What to work on →
Read the records below and report each line in which "zero" occurs.

Input records →

use clap::Args;

use lutris_deploy::tasks::Task;

use super::TaskArgs;

#[derive(Args, Debug)]
pub struct InstallRequirementsArgs {
    /// Requirements file stem under config/requirements/ (default: production)
    pub environment: Option<String>,
}

impl TaskArgs for InstallRequirementsArgs {
    fn into_task(self) -> lutris_deploy::Result<Task> {
        Task::install_requirements(self.environment.as_deref())
    }
}

#[derive(Args, Debug)]
pub struct FixPermissionsArgs {
    /// Owner of the static and media trees (default: www-data)
    #[arg(long)]
    pub user: Option<String>,

    /// Group of the static and media trees (default: the user)
    #[arg(long)]
    pub group: Option<String>,
}

impl TaskArgs for FixPermissionsArgs {
    fn into_task(self) -> lutris_deploy::Result<Task> {
        Task::fix_permissions(self.user.as_deref(), self.group.as_deref())
    }
}

#[derive(Args, Debug)]
pub struct AuthorizeArgs {
    /// IPv4 or IPv6 address to authorize
    pub ip: String,
}

impl TaskArgs for AuthorizeArgs {
    fn into_task(self) -> lutris_deploy::Result<Task> {
        Task::authorize(&self.ip)
    }
}
use serde::{Deserialize, Serialize};

use crate::error::{Error, Hint};
use crate::session::Session;
use crate::tasks::Task;

#[derive(Debug, Clone, Copy, PartialEq, Eq)]
pub enum Composite {
    Deploy,
    PythonFix,
}

impl Composite {
    pub fn name(&self) -> &'static str {
        match self {
            Composite::Deploy => "deploy",
            Composite::PythonFix => "pythonfix",
        }
    }

    pub fn summary(&self) -> &'static str {
        match self {
            Composite::Deploy => "Pull, build, migrate and restart the application",
            Composite::PythonFix => "Pull the latest code and restart the process supervisor",
        }
    }

    /// Steps in execution order.
    pub fn steps(&self) -> Vec<Task> {
        match self {
            Composite::Deploy => vec![
                Task::PullLatest,
                Task::InstallFrontendDeps,
                Task::RunFrontendBuild,
                Task::InstallRequirements {
                    environment: crate::tasks::DEFAULT_REQUIREMENTS.to_string(),
                },
                Task::CollectStaticAssets,
                Task::MigrateDatabase,
                Task::BuildDocs,
                Task::ReloadProxy,
                Task::UpdateTaskQueueConfig,
                Task::RestartProcessSupervisor,
            ],
            Composite::PythonFix => vec![Task::PullLatest, Task::RestartProcessSupervisor],
        }
    }

    pub fn step_names(&self) -> Vec<&'static str> {
        self.steps().iter().map(Task::name).collect()
    }
}

#[derive(Debug, Clone, Serialize, Deserialize, PartialEq, Eq)]
#[serde(rename_all = "snake_case")]
pub enum PipelineRunStatus {
    Success,
    Failed,
    Skipped,
}

#[derive(Debug, Clone, Serialize, Deserialize)]
#[serde(rename_all = "camelCase")]
pub struct PipelineStepResult {
    pub id: String,
    pub status: PipelineRunStatus,
    #[serde(default, skip_serializing_if = "Vec::is_empty")]
    pub warnings: Vec<String>,
    #[serde(default, skip_serializing_if = "Vec::is_empty")]
    pub hints: Vec<Hint>,
    #[serde(skip_serializing_if = "Option::is_none")]
    pub data: Option<serde_json::Value>,
    #[serde(skip_serializing_if = "Option::is_none")]
    pub error: Option<String>,
}

#[derive(Debug, Clone, Serialize, Deserialize)]
#[serde(rename_all = "camelCase")]
pub struct PipelineRunResult {
    pub name: String,
    pub steps: Vec<PipelineStepResult>,
    pub status: PipelineRunStatus,
    pub summary: PipelineRunSummary,
}

#[derive(Debug, Clone, Serialize, Deserialize)]
#[serde(rename_all = "camelCase")]
pub struct PipelineRunSummary {
    pub total_steps: usize,
    pub succeeded: usize,
    pub failed: usize,
    pub skipped: usize,
    #[serde(skip_serializing_if = "Option::is_none")]
    pub failed_step: Option<String>,
}

/// Outcome of a composite run. A failed run also hands back the error of the
/// failing step so the caller can map its exit code.
#[derive(Debug)]
pub struct PipelineOutcome {
    pub result: PipelineRunResult,
    pub error: Option<Error>,
}

/// Run the composite's steps in order. The first failure stops the run and
/// every remaining step is reported as skipped; nothing is rolled back.
pub fn run(composite: Composite, session: &mut Session) -> PipelineOutcome {
    let steps = composite.steps();
    let mut results = Vec::with_capacity(steps.len());
    let mut failure: Option<(String, Error)> = None;

    for step in steps {
        if let Some((failed, _)) = &failure {
            results.push(PipelineStepResult {
                id: step.name().to_string(),
                status: PipelineRunStatus::Skipped,
                warnings: vec![format!("Skipped because '{}' did not succeed", failed)],
                hints: Vec::new(),
                data: None,
                error: None,
            });
            continue;
        }

        log_status!("pipeline", "{}: {}", composite.name(), step.name());
        match step.run(session) {
            Ok(data) => results.push(PipelineStepResult {
                id: step.name().to_string(),
                status: PipelineRunStatus::Success,
                warnings: Vec::new(),
                hints: Vec::new(),
                data,
                error: None,
            }),
            Err(err) => {
                results.push(PipelineStepResult {
                    id: step.name().to_string(),
                    status: PipelineRunStatus::Failed,
                    warnings: Vec::new(),
                    hints: err.hints.clone(),
                    data: Some(err.details.clone()),
                    error: Some(err.message.clone()),
                });
                failure = Some((step.name().to_string(), err));
            }
        }
    }

    let status = if failure.is_some() {
        PipelineRunStatus::Failed
    } else {
        PipelineRunStatus::Success
    };
    let summary = build_summary(&results, failure.as_ref().map(|(name, _)| name.clone()));

    PipelineOutcome {
        result: PipelineRunResult {
            name: composite.name().to_string(),
            steps: results,
            status,
            summary,
        },
        error: failure.map(|(_, err)| err),
    }
}

fn build_summary(
    results: &[PipelineStepResult],
    failed_step: Option<String>,
) -> PipelineRunSummary {
    let count = |status: PipelineRunStatus| results.iter().filter(|r| r.status == status).count();

    PipelineRunSummary {
        total_steps: results.len(),
        succeeded: count(PipelineRunStatus::Success),
        failed: count(PipelineRunStatus::Failed),
        skipped: count(PipelineRunStatus::Skipped),
        failed_step,
    }
}
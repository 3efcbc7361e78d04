//! CLI response formatting and output.
//!
//! Provides JSON envelope, printing, and exit code mapping.

use lutris_deploy::error::Hint;
use lutris_deploy::{Error, ErrorCode, Result};
use serde::Serialize;

#[derive(Debug, Serialize)]
pub struct CliResponse<T: Serialize> {
    pub success: bool,
    #[serde(skip_serializing_if = "Option::is_none")]
    pub data: Option<T>,
    #[serde(skip_serializing_if = "Option::is_none")]
    pub error: Option<CliError>,
}

#[derive(Debug, Serialize)]
pub struct CliError {
    pub code: String,
    pub message: String,
    pub details: serde_json::Value,
    #[serde(skip_serializing_if = "Option::is_none")]
    pub hints: Option<Vec<Hint>>,
    #[serde(skip_serializing_if = "Option::is_none")]
    pub retryable: Option<bool>,
}

impl<T: Serialize> CliResponse<T> {
    pub fn success(data: T) -> Self {
        Self {
            success: true,
            data: Some(data),
            error: None,
        }
    }

    fn to_json(&self) -> Result<String> {
        serde_json::to_string_pretty(self).map_err(|e| {
            Error::internal_json(e.to_string(), Some("serialize response".to_string()))
        })
    }
}

impl CliResponse<()> {
    pub fn from_error(err: &Error) -> Self {
        Self {
            success: false,
            data: None,
            error: Some(CliError {
                code: err.code.as_str().to_string(),
                message: err.message.clone(),
                details: err.details.clone(),
                hints: if err.hints.is_empty() {
                    None
                } else {
                    Some(err.hints.clone())
                },
                retryable: err.retryable,
            }),
        }
    }
}

fn print_response<T: Serialize>(response: &CliResponse<T>) -> Result<()> {
    use std::io::{self, Write};

    let payload = response.to_json()?;
    let stdout = io::stdout();
    let mut handle = stdout.lock();
    if let Err(e) = writeln!(handle, "{}", payload) {
        if e.kind() == io::ErrorKind::BrokenPipe {
            return Ok(()); // Exit gracefully on SIGPIPE
        }
        return Err(Error::internal_io(
            e.to_string(),
            Some("write stdout".to_string()),
        ));
    }
    Ok(())
}

pub fn print_success<T: Serialize>(data: T) -> Result<()> {
    print_response(&CliResponse::success(data))
}

pub fn map_cmd_result_to_json<T: Serialize>(
    result: Result<(T, i32)>,
) -> (Result<serde_json::Value>, i32) {
    match result {
        Ok((data, exit_code)) => match serde_json::to_value(data) {
            Ok(value) => (Ok(value), exit_code),
            Err(err) => (
                Err(Error::internal_json(
                    err.to_string(),
                    Some("serialize response".to_string()),
                )),
                1,
            ),
        },
        Err(err) => {
            let exit_code = exit_code_for_error(&err);
            (Err(err), exit_code)
        }
    }
}

/// A failed command propagates its own exit status; everything else maps by
/// error category.
pub fn exit_code_for_error(err: &Error) -> i32 {
    if let Some(code) = err.command_exit_code() {
        return code.clamp(1, 255);
    }

    match err.code {
        ErrorCode::ConfigInvalidJson
        | ErrorCode::ConfigInvalidValue
        | ErrorCode::ValidationInvalidArgument
        | ErrorCode::SshIdentityFileNotFound
        | ErrorCode::TemplateNotFound => 2,

        ErrorCode::RemoteCommandFailed
        | ErrorCode::LocalCommandFailed
        | ErrorCode::TransferFailed
        | ErrorCode::InternalIoError
        | ErrorCode::InternalJsonError
        | ErrorCode::InternalUnexpected => 1,
    }
}

pub fn print_json_result(result: Result<serde_json::Value>) -> Result<()> {
    match result {
        Ok(data) => print_success(data),
        Err(err) => print_response(&CliResponse::<()>::from_error(&err)),
    }
}
//! Generic utility primitives with zero domain knowledge.
//!
//! - `base_path` - Remote path joining utilities
//! - `shell` - Shell escaping and quoting
//! - `template` - String template rendering
//! - `validation` - Input validation helpers

pub mod base_path;
pub mod shell;
pub(crate) mod template;
pub mod validation;
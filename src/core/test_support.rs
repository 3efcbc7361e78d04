//! Scripted transport for unit tests.

use std::cell::RefCell;
use std::path::Path;

use crate::ssh::{execute_local_command_in_dir, CommandOutput};
use crate::transport::Transport;

pub struct RecordingTransport {
    commands: RefCell<Vec<String>>,
    fail_on: Option<String>,
    /// When set, local commands really run, except those starting with one
    /// of these programs, which are only recorded.
    local_stubs: Option<Vec<String>>,
}

impl RecordingTransport {
    pub const FAILURE_EXIT_CODE: i32 = 42;

    pub fn new() -> Self {
        Self {
            commands: RefCell::new(Vec::new()),
            fail_on: None,
            local_stubs: None,
        }
    }

    /// Every command whose rendered line contains `needle` exits non-zero.
    pub fn failing_on(needle: &str) -> Self {
        Self {
            fail_on: Some(needle.to_string()),
            ..Self::new()
        }
    }

    pub fn executing_local_except(stubs: &[&str]) -> Self {
        Self {
            local_stubs: Some(stubs.iter().map(|s| s.to_string()).collect()),
            ..Self::new()
        }
    }

    pub fn commands(&self) -> Vec<String> {
        self.commands.borrow().clone()
    }

    fn dispatch(&self, line: String) -> CommandOutput {
        let failed = self
            .fail_on
            .as_deref()
            .is_some_and(|needle| line.contains(needle));
        self.commands.borrow_mut().push(line);

        if failed {
            CommandOutput {
                stdout: String::new(),
                stderr: "scripted failure".to_string(),
                success: false,
                exit_code: Self::FAILURE_EXIT_CODE,
            }
        } else {
            CommandOutput::ok()
        }
    }
}

impl Transport for RecordingTransport {
    fn host(&self) -> &str {
        "lutris.net"
    }

    fn user(&self) -> &str {
        "deploy"
    }

    fn run(&self, command: &str) -> CommandOutput {
        self.dispatch(command.to_string())
    }

    fn run_local(&self, command: &str, dir: Option<&Path>) -> CommandOutput {
        let scripted = self.dispatch(format!("local {}", command));
        if !scripted.success {
            return scripted;
        }

        match &self.local_stubs {
            Some(stubs) if !stubs.iter().any(|s| command.starts_with(s.as_str())) => {
                execute_local_command_in_dir(command, dir)
            }
            _ => scripted,
        }
    }

    fn upload(&self, local_path: &Path, remote_path: &str) -> CommandOutput {
        self.dispatch(format!("put {} -> {}", local_path.display(), remote_path))
    }

    fn download(&self, remote_path: &str, local_path: &Path) -> CommandOutput {
        self.dispatch(format!("get {} -> {}", remote_path, local_path.display()))
    }
}
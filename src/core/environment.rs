//! Environment resolution: host identifier -> configuration record.
//!
//! The profile table comes from [`DeployConfig`]; resolution itself is a
//! total, pure function of the host identifier.

use serde::{Deserialize, Serialize};
use std::fmt;

use crate::defaults::DeployConfig;
use crate::error::{Error, Result};
use crate::utils::base_path::join_remote_path;

/// Host identifier used when none is supplied.
pub const LOCALHOST: &str = "localhost";

#[derive(Debug, Clone, Copy, PartialEq, Eq, Hash, Serialize, Deserialize)]
#[serde(rename_all = "lowercase")]
pub enum Environment {
    Production,
    Staging,
    Local,
}

impl Environment {
    pub fn as_str(&self) -> &'static str {
        match self {
            Environment::Production => "production",
            Environment::Staging => "staging",
            Environment::Local => "local",
        }
    }
}

impl fmt::Display for Environment {
    fn fmt(&self, f: &mut fmt::Formatter<'_>) -> fmt::Result {
        f.write_str(self.as_str())
    }
}

/// One row of the host -> environment table.
#[derive(Debug, Clone, PartialEq, Eq, Serialize, Deserialize)]
#[serde(rename_all = "camelCase")]
pub struct EnvironmentProfile {
    pub host: String,
    pub env: Environment,
    pub root: String,
    #[serde(default)]
    pub git_branch: String,
}

/// Configuration record for a single invocation.
#[derive(Debug, Clone, PartialEq, Eq, Serialize)]
#[serde(rename_all = "camelCase")]
pub struct EnvConfig {
    pub root: String,
    pub code_root: String,
    pub domain: String,
    pub git_branch: String,
    pub env: Environment,
}

impl EnvConfig {
    pub fn is_local(&self) -> bool {
        self.env == Environment::Local
    }
}

#[derive(Debug, Clone)]
pub struct Resolver {
    profiles: Vec<EnvironmentProfile>,
    local_root: String,
}

impl Resolver {
    pub fn new(profiles: Vec<EnvironmentProfile>, local_root: impl Into<String>) -> Self {
        Self {
            profiles,
            local_root: local_root.into(),
        }
    }

    /// Build a resolver from loaded settings. The local root is fixed here,
    /// once, so that later resolution never touches the process state.
    pub fn from_config(config: &DeployConfig) -> Result<Self> {
        let local_root = match config.local_root.as_deref().filter(|p| !p.trim().is_empty()) {
            Some(path) => shellexpand::tilde(path).to_string(),
            None => std::env::current_dir()
                .map_err(|e| {
                    Error::internal_io(e.to_string(), Some("resolve working directory".to_string()))
                })?
                .to_string_lossy()
                .to_string(),
        };

        Ok(Self::new(config.environments.clone(), local_root))
    }

    pub fn local_root(&self) -> &str {
        &self.local_root
    }

    /// First profile whose host is exactly `host`.
    pub fn profile(&self, host: &str) -> Option<&EnvironmentProfile> {
        self.profiles.iter().find(|p| p.host == host)
    }

    pub fn is_known_host(&self, host: &str) -> bool {
        self.profile(host).is_some()
    }

    pub fn resolve(&self, host: Option<&str>) -> EnvConfig {
        let domain = host.unwrap_or(LOCALHOST).to_string();

        match self.profile(&domain) {
            Some(profile) if profile.env != Environment::Local => EnvConfig {
                root: profile.root.clone(),
                code_root: join_remote_path(&profile.root, &domain),
                domain,
                git_branch: profile.git_branch.clone(),
                env: profile.env,
            },
            Some(profile) => EnvConfig {
                root: profile.root.clone(),
                code_root: profile.root.clone(),
                domain,
                git_branch: profile.git_branch.clone(),
                env: Environment::Local,
            },
            None => EnvConfig {
                root: self.local_root.clone(),
                code_root: self.local_root.clone(),
                domain,
                git_branch: String::new(),
                env: Environment::Local,
            },
        }
    }
}
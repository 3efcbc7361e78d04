//! Shell escaping and quoting utilities.

/// Escape a value for use inside single quotes.
/// Replaces `'` with `'\''` (end quote, escaped quote, start quote).
pub fn escape_single_quote_content(value: &str) -> String {
    value.replace('\'', "'\\''")
}

/// Quote a single argument for shell execution.
/// - Empty strings become `''`
/// - Strings with shell metacharacters are wrapped in single quotes
/// - Embedded single quotes are escaped
pub fn quote_arg(arg: &str) -> String {
    if arg.is_empty() {
        return "''".to_string();
    }

    const SHELL_META: &[char] = &[
        ' ', '\t', '\n', '\'', '"', '\\', '$', '`', '!', '*', '?', '[', ']', '(', ')', '{', '}',
        '<', '>', '|', '&', ';', '#', '~',
    ];

    if !arg.contains(SHELL_META) {
        return arg.to_string();
    }

    format!("'{}'", escape_single_quote_content(arg))
}

/// Quote and join multiple arguments for shell execution.
pub fn quote_args<S: AsRef<str>>(args: &[S]) -> String {
    args.iter()
        .map(|a| quote_arg(a.as_ref()))
        .collect::<Vec<_>>()
        .join(" ")
}

/// Quote a path for shell execution (always quotes).
pub fn quote_path(path: &str) -> String {
    format!("'{}'", escape_single_quote_content(path))
}

/// Chain already-rendered commands so each runs only if the previous succeeded.
pub fn and_then<S: AsRef<str>>(commands: &[S]) -> String {
    commands
        .iter()
        .map(|c| c.as_ref())
        .filter(|c| !c.trim().is_empty())
        .collect::<Vec<_>>()
        .join(" && ")
}

#[cfg(test)]
mod tests {
    use super::*;

    #[test]
    fn quote_arg_simple() {
        assert_eq!(quote_arg("collectstatic"), "collectstatic");
        assert_eq!(quote_arg("--exists-action=s"), "--exists-action=s");
    }

    #[test]
    fn quote_arg_with_spaces() {
        assert_eq!(quote_arg("hello world"), "'hello world'");
    }

    #[test]
    fn quote_arg_with_injection_attempt() {
        assert_eq!(
            quote_arg("1.2.3.4; rm -rf /"),
            "'1.2.3.4; rm -rf /'"
        );
    }

    #[test]
    fn quote_arg_with_single_quote() {
        assert_eq!(quote_arg("it's"), "'it'\\''s'");
    }

    #[test]
    fn quote_arg_empty() {
        assert_eq!(quote_arg(""), "''");
    }

    #[test]
    fn quote_args_mixed() {
        let args = vec!["authorize".to_string(), "$(whoami)".to_string()];
        assert_eq!(quote_args(&args), "authorize '$(whoami)'");
    }

    #[test]
    fn quote_path_simple() {
        assert_eq!(quote_path("/srv/lutris"), "'/srv/lutris'");
    }

    #[test]
    fn quote_path_with_quote() {
        assert_eq!(quote_path("/srv/it's"), "'/srv/it'\\''s'");
    }

    #[test]
    fn and_then_skips_blank_segments() {
        assert_eq!(and_then(&["cd /srv", "", "git pull"]), "cd /srv && git pull");
    }
}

Result of the exercise →
//! Generic utility primitives with zero domain knowledge.
    /// Every command whose rendered line contains `needle` exits non-zero.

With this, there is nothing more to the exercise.